= Board of Commissioners (Slovak executive body) =

The Board of Commissioners (Slovak: Zbor povereníkov, Czech: Sbor pověřenců) was an executive body of the Slovak National Council.

== Creation ==
In 1943 two Slovak National Councils were created. One was created abroad and was a body of Slovak exiles, renamed in 1948 to Slovak National Council Abroad, until terminated in 1960.

The second one was an illegal body created as a rebellious organisation against clerofascist regime in first Slovak Republic, this body is also predecessor of current Slovak parliament. At the time of its creation it exercised legislative, executive and judicial powers and therefore members of the Council issued direction which created Board of Commissioners as of September 1, 1944 in order to shift the executive powers.

== Organisation ==
The first two Boards were headed by the Presidium of Slovak National Council and agenda was administered by the Office of the Presidium of Board of Commissioners. The number of commissioners varied through its existence from 9 (in the First Board) to 17 (in the Eleventh Board). Their seat was in Banská Bystrica and the bodies carried on work until October 23, 1944. The end of the Second Board was connected with the Slovak National Uprising.

The body was reinstalled on February 2, 1945, when the Third Board was created. It had 10 members. Fourth and Fifth Board (which ended his function on September 18) had 12 commissioners. These Boards had their seats in Košice and later in Bratislava.
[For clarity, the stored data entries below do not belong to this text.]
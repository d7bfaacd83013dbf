use async_trait::async_trait;
use chrono::{Duration, Utc};
use fleet_core::{
    models::{Event, EventStatus, MissionOutcome, NewEvent, NewReport, Report, ReportStatus},
    traits::EventRepository,
    SchedulerError, SchedulerResult, TimeWindow,
};
use sqlx::{sqlite::SqliteRow, Row, SqlitePool};
use tracing::{debug, instrument};

use super::{from_millis, sqlite_report_repository::SqliteReportRepository, to_millis};

pub struct SqliteEventRepository {
    pool: SqlitePool,
}

impl SqliteEventRepository {
    pub fn new(pool: SqlitePool) -> Self {
        Self { pool }
    }

    fn row_to_event(row: &SqliteRow) -> SchedulerResult<Event> {
        Ok(Event {
            id: row.try_get("id")?,
            robot_id: row.try_get("robot_id")?,
            mission_id: row.try_get("mission_id")?,
            start_time: from_millis(row.try_get("start_time_ms")?)?,
            estimated_duration: Duration::milliseconds(row.try_get("estimated_duration_ms")?),
            end_time: from_millis(row.try_get("end_time_ms")?)?,
            status: row.try_get("status")?,
            report_id: row.try_get("report_id")?,
            version: row.try_get("version")?,
            created_at: from_millis(row.try_get("created_at_ms")?)?,
        })
    }
}

#[async_trait]
impl EventRepository for SqliteEventRepository {
    /// 重叠检查与插入在同一条语句中完成
    #[instrument(skip(self, event), fields(
        robot_id = event.robot_id,
        mission_id = %event.mission_id,
        start_time = %event.start_time,
    ))]
    async fn create(&self, event: &NewEvent) -> SchedulerResult<Event> {
        let start_ms = to_millis(event.start_time);
        let end_ms = to_millis(event.end_time());

        let row = sqlx::query(
            r#"
            INSERT INTO events (robot_id, mission_id, start_time_ms, estimated_duration_ms,
                                end_time_ms, status, version, created_at_ms)
            SELECT ?1, ?2, ?3, ?4, ?5, 'PENDING', 0, ?6
            WHERE NOT EXISTS (
                SELECT 1 FROM events
                WHERE robot_id = ?1 AND start_time_ms < ?5 AND end_time_ms > ?3
            )
            RETURNING id, robot_id, mission_id, start_time_ms, estimated_duration_ms,
                      end_time_ms, status, report_id, version, created_at_ms
            "#,
        )
        .bind(event.robot_id)
        .bind(&event.mission_id)
        .bind(start_ms)
        .bind(event.estimated_duration.num_milliseconds())
        .bind(end_ms)
        .bind(to_millis(Utc::now()))
        .fetch_optional(&self.pool)
        .await
        .map_err(SchedulerError::Database)?;

        match row {
            Some(row) => {
                let created = Self::row_to_event(&row)?;
                debug!("创建事件成功: ID {}", created.id);
                Ok(created)
            }
            None => {
                let conflicts = self.get_overlapping(event.robot_id, &event.window()).await?;
                Err(SchedulerError::conflict(
                    event.robot_id,
                    conflicts.iter().map(|e| e.id).collect(),
                ))
            }
        }
    }

    async fn get_by_id(&self, id: i64) -> SchedulerResult<Option<Event>> {
        let row = sqlx::query(
            "SELECT id, robot_id, mission_id, start_time_ms, estimated_duration_ms,
                    end_time_ms, status, report_id, version, created_at_ms
             FROM events WHERE id = ?1",
        )
        .bind(id)
        .fetch_optional(&self.pool)
        .await
        .map_err(SchedulerError::Database)?;

        match row {
            Some(row) => Ok(Some(Self::row_to_event(&row)?)),
            None => Ok(None),
        }
    }

    #[instrument(skip(self))]
    async fn get_by_status(&self, status: EventStatus) -> SchedulerResult<Vec<Event>> {
        let rows = sqlx::query(
            "SELECT id, robot_id, mission_id, start_time_ms, estimated_duration_ms,
                    end_time_ms, status, report_id, version, created_at_ms
             FROM events WHERE status = ?1 ORDER BY start_time_ms ASC, id ASC",
        )
        .bind(status)
        .fetch_all(&self.pool)
        .await
        .map_err(SchedulerError::Database)?;

        rows.iter().map(Self::row_to_event).collect()
    }

    async fn get_overlapping(
        &self,
        robot_id: i64,
        window: &TimeWindow,
    ) -> SchedulerResult<Vec<Event>> {
        let rows = sqlx::query(
            "SELECT id, robot_id, mission_id, start_time_ms, estimated_duration_ms,
                    end_time_ms, status, report_id, version, created_at_ms
             FROM events
             WHERE robot_id = ?1 AND start_time_ms < ?2 AND end_time_ms > ?3
             ORDER BY start_time_ms ASC, id ASC",
        )
        .bind(robot_id)
        .bind(to_millis(window.end))
        .bind(to_millis(window.start))
        .fetch_all(&self.pool)
        .await
        .map_err(SchedulerError::Database)?;

        rows.iter().map(Self::row_to_event).collect()
    }

    #[instrument(skip(self))]
    async fn compare_and_set_status(
        &self,
        id: i64,
        expected_version: i64,
        status: EventStatus,
    ) -> SchedulerResult<Option<Event>> {
        let row = sqlx::query(
            r#"
            UPDATE events SET status = ?1, version = version + 1
            WHERE id = ?2 AND version = ?3
            RETURNING id, robot_id, mission_id, start_time_ms, estimated_duration_ms,
                      end_time_ms, status, report_id, version, created_at_ms
            "#,
        )
        .bind(status)
        .bind(id)
        .bind(expected_version)
        .fetch_optional(&self.pool)
        .await
        .map_err(SchedulerError::Database)?;

        row.as_ref().map(Self::row_to_event).transpose()
    }

    /// 报告插入与状态更新在同一事务中，前置条件不满足时整体回滚
    #[instrument(skip(self, report), fields(external_mission_id = %report.external_mission_id))]
    async fn start_with_report(
        &self,
        id: i64,
        expected_version: i64,
        report: &NewReport,
    ) -> SchedulerResult<Option<(Event, Report)>> {
        let mut tx = self.pool.begin().await.map_err(SchedulerError::Database)?;

        let report_row = sqlx::query(
            r#"
            INSERT INTO reports (robot_id, external_mission_id, mission_id, status, start_time_ms)
            VALUES (?1, ?2, ?3, ?4, ?5)
            RETURNING id, robot_id, external_mission_id, mission_id, status, start_time_ms
            "#,
        )
        .bind(report.robot_id)
        .bind(&report.external_mission_id)
        .bind(&report.mission_id)
        .bind(ReportStatus::InProgress)
        .bind(to_millis(report.start_time))
        .fetch_one(&mut *tx)
        .await
        .map_err(SchedulerError::Database)?;
        let created_report = SqliteReportRepository::row_to_report(&report_row)?;

        let event_row = sqlx::query(
            r#"
            UPDATE events SET status = ?1, report_id = ?2, version = version + 1
            WHERE id = ?3 AND version = ?4 AND status = ?5
            RETURNING id, robot_id, mission_id, start_time_ms, estimated_duration_ms,
                      end_time_ms, status, report_id, version, created_at_ms
            "#,
        )
        .bind(EventStatus::Started)
        .bind(created_report.id)
        .bind(id)
        .bind(expected_version)
        .bind(EventStatus::Pending)
        .fetch_optional(&mut *tx)
        .await
        .map_err(SchedulerError::Database)?;

        match event_row {
            Some(row) => {
                let started = Self::row_to_event(&row)?;
                tx.commit().await.map_err(SchedulerError::Database)?;
                debug!(
                    "事件已启动: ID {}, 报告 ID {}",
                    started.id, created_report.id
                );
                Ok(Some((started, created_report)))
            }
            None => {
                tx.rollback().await.map_err(SchedulerError::Database)?;
                debug!("事件 {} 前置条件不满足，已回滚", id);
                Ok(None)
            }
        }
    }

    /// 事件终态与报告状态在同一事务中写入
    #[instrument(skip(self))]
    async fn complete_with_report(
        &self,
        id: i64,
        expected_version: i64,
        outcome: MissionOutcome,
    ) -> SchedulerResult<Option<(Event, Option<Report>)>> {
        let mut tx = self.pool.begin().await.map_err(SchedulerError::Database)?;

        let event_row = sqlx::query(
            r#"
            UPDATE events SET status = ?1, version = version + 1
            WHERE id = ?2 AND version = ?3 AND status = ?4
            RETURNING id, robot_id, mission_id, start_time_ms, estimated_duration_ms,
                      end_time_ms, status, report_id, version, created_at_ms
            "#,
        )
        .bind(outcome.event_status())
        .bind(id)
        .bind(expected_version)
        .bind(EventStatus::Started)
        .fetch_optional(&mut *tx)
        .await
        .map_err(SchedulerError::Database)?;

        let completed = match event_row {
            Some(row) => Self::row_to_event(&row)?,
            None => {
                tx.rollback().await.map_err(SchedulerError::Database)?;
                debug!("事件 {} 前置条件不满足，已回滚", id);
                return Ok(None);
            }
        };

        let report = match completed.report_id {
            Some(report_id) => {
                let report_row = sqlx::query(
                    r#"
                    UPDATE reports SET status = ?1 WHERE id = ?2
                    RETURNING id, robot_id, external_mission_id, mission_id, status, start_time_ms
                    "#,
                )
                .bind(ReportStatus::from(outcome))
                .bind(report_id)
                .fetch_optional(&mut *tx)
                .await
                .map_err(SchedulerError::Database)?;

                match report_row {
                    Some(row) => Some(SqliteReportRepository::row_to_report(&row)?),
                    None => {
                        tx.rollback().await.map_err(SchedulerError::Database)?;
                        return Err(SchedulerError::report_not_found(report_id));
                    }
                }
            }
            None => None,
        };

        tx.commit().await.map_err(SchedulerError::Database)?;
        debug!("事件已结束: ID {}, 状态 {}", completed.id, completed.status);
        Ok(Some((completed, report)))
    }

    async fn delete_if_status(&self, id: i64, status: EventStatus) -> SchedulerResult<bool> {
        let result = sqlx::query("DELETE FROM events WHERE id = ?1 AND status = ?2")
            .bind(id)
            .bind(status)
            .execute(&self.pool)
            .await
            .map_err(SchedulerError::Database)?;

        let deleted = result.rows_affected() > 0;
        if deleted {
            debug!("删除事件成功: ID {}", id);
        }
        Ok(deleted)
    }
}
After World War II the Sixth Board was created and a lot of changes were put in practise. The members were no longer elected, but they were appointed on a parity basis. Commissioners were chosen from representatives of the Democratic Party and the Communist Party. Another turnover was that there were established a presidency (leader was newly a single person). The first president was Karol Šmidke (September 18, 1945 – August 14, 1946).
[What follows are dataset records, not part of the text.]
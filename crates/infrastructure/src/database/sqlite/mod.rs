pub mod sqlite_event_repository;
pub mod sqlite_report_repository;
pub mod sqlite_robot_repository;

pub use sqlite_event_repository::SqliteEventRepository;
pub use sqlite_report_repository::SqliteReportRepository;
pub use sqlite_robot_repository::SqliteRobotRepository;

use anyhow::{Context, Result};
use chrono::{DateTime, Utc};
use fleet_core::config::models::DatabaseConfig;
use fleet_core::{SchedulerError, SchedulerResult};
use sqlx::{Pool, Sqlite, SqlitePool};
use std::time::Duration;
use tracing::info;

pub struct DatabaseManager {
    pool: SqlitePool,
}

impl DatabaseManager {
    pub async fn new(config: &DatabaseConfig) -> Result<Self> {
        let mut options = sqlx::sqlite::SqlitePoolOptions::new()
            .max_connections(config.max_connections)
            .min_connections(config.min_connections)
            .acquire_timeout(config.connection_timeout());

        // 内存库随连接关闭而消失，连接不能被回收
        options = if config.url.contains(":memory:") {
            options.idle_timeout(None::<Duration>).max_lifetime(None::<Duration>)
        } else {
            options
                .idle_timeout(config.idle_timeout())
                .max_lifetime(Duration::from_secs(1800)) // 30分钟默认生命周期
        };

        let pool = options
            .connect(&config.url)
            .await
            .with_context(|| format!("连接数据库失败: {}", config.url))?;

        Ok(Self { pool })
    }
    pub fn pool(&self) -> &SqlitePool {
        &self.pool
    }
    pub async fn migrate(&self) -> Result<()> {
        sqlx::migrate!("./migrations")
            .run(&self.pool)
            .await
            .context("执行数据库迁移失败")?;
        info!("数据库迁移完成");
        Ok(())
    }
    pub async fn health_check(&self) -> Result<()> {
        sqlx::query("SELECT 1").execute(&self.pool).await?;
        Ok(())
    }
    pub async fn close(&self) {
        self.pool.close().await;
    }
}

pub type DbPool = Pool<Sqlite>;

/// 时间统一以 UTC 毫秒时间戳存储
pub(crate) fn to_millis(time: DateTime<Utc>) -> i64 {
    time.timestamp_millis()
}

pub(crate) fn from_millis(millis: i64) -> SchedulerResult<DateTime<Utc>> {
    DateTime::from_timestamp_millis(millis)
        .ok_or_else(|| SchedulerError::internal(format!("数据库中的时间戳超出范围: {millis}")))
}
The powers of the Board were restricted on June 27, 1946 by the Third Prague Agreement. The reason was a landslide victory of democrats in present-day Slovakia. After reconstitution of Czechoslovakia and landslide victory of communists in present-day Czech Republic, it was necessary for communist to stop all democratic attempts in Slovakia. The agreement also stated that the Board of Commissioners would be under control of the Czechoslovak government. These events became one of the reasons of frustration of Slovaks in the common state.

After elections in 1946, the Slovak National Council created new Boards (seventh and eighth) on August 14, 1946 led by Gustáv Husák. The form of the body was determined by Government Programme of Košice. Czechoslovakia was a unitary state where were two major nations (Czechs and Slovaks). The Board was supposed to be some kind of Slovak government. Gustáv Husák is considered to be former quasi-prime minister of the Slovak part of the republic. The limited powers remained in existence. There were 13 commissioners in this body.

Creation showed asymmetry in the executive as there was no similar body for Czechs. After Czechoslovak coup d'état of 1948 communist Board president Gustáv Husák suspended all democrats in the Board (though they were legally elected) and changed the body into communist. The Ninth Board (entirely occupied by communist) was created on March 6, 1946 with 12 commissioners. Soon it was replaced by the Tenth Board with 13 members in office from June 1948 to December 1954. In this Board a new leader was appointed in May 1950, namely Karol Bacílek, succeeded by Július Ďuriš in September 1951 who was succeeded by Rudolf Strechaj in January 1953. Rudolf Strechaj was president of the Eleventh and Twelfth Board as well.

== Abolition ==
The powers of Board were gradually more and more restricted, although the number of commissioners increased: the Eleventh Board had 17 and the Twelfth and final board had 15 members. On July 11, 1960, a new Constitution of the Czechoslovak Socialist Republic was adopted and the Board of Commissioners was entirely abolished. Later, in 1968, the Constitutional Act on the Czechoslovak Federation re-established the Board of Commissioners in the form of the Government of the Slovak Socialist Republic.